From the entries below, please output exactly the lines starting at the one containing "use std::fmt;" and ending at the one containing "its deletion point.", both included.

[Stored data]

=== Section Start ===

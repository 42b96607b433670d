use std::fmt;

use crate::revision::Revision;

#[derive(Clone, Debug, PartialEq, Eq)]
pub enum RecordError {
    /// The checkout target does not resolve to any key in the delta log.
    InvalidRevision(String),
    /// Materialized records are read-only projections.
    ReadOnly(&'static str),
    /// Field access on a record checked out before its creation point.
    NotYetCreated { created_at: Option<Revision> },
    /// Field access on a record checked out at or past its deletion point.
    AlreadyDeleted { last_live: Option<Revision> },
    /// The materialized record has no field by that name.
    UnknownField(String),
}

impl fmt::Display for RecordError {
    fn fmt(&self, f: &mut fmt::Formatter<'_>) -> fmt::Result {
        match self {
            RecordError::InvalidRevision(target) => {
                write!(
                    f,
                    "revision {} does not exist; recheck the input or refresh",
                    target
                )
            }
            RecordError::ReadOnly(kind) => {
                write!(f, "{} records are read-only; changes arrive as deltas", kind)
            }
            RecordError::NotYetCreated { created_at } => match created_at {
                Some(revision) => write!(f, "comment not created until {}", revision.label()),
                None => write!(f, "comment not created at this revision"),
            },
            RecordError::AlreadyDeleted { last_live } => match last_live {
                Some(revision) => write!(f, "comment deleted; last live at {}", revision.label()),
                None => write!(f, "comment deleted at this revision"),
            },
            RecordError::UnknownField(name) => write!(f, "no field named `{}`", name),
        }
    }
}

impl std::error::Error for RecordError {}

=== Section End ===

**Reply to the task**:
use std::fmt;

use crate::revision::Revision;

#[derive(Clone, Debug, PartialEq, Eq)]
pub enum RecordError {
    /// The checkout target does not resolve to any key in the delta log.
    InvalidRevision(String),
    /// Materialized records are read-only projections.
    ReadOnly(&'static str),
    /// Field access on a record checked out before its creation point.
    NotYetCreated { created_at: Option<Revision> },
    /// Field access on a record checked out at or past its deletion point.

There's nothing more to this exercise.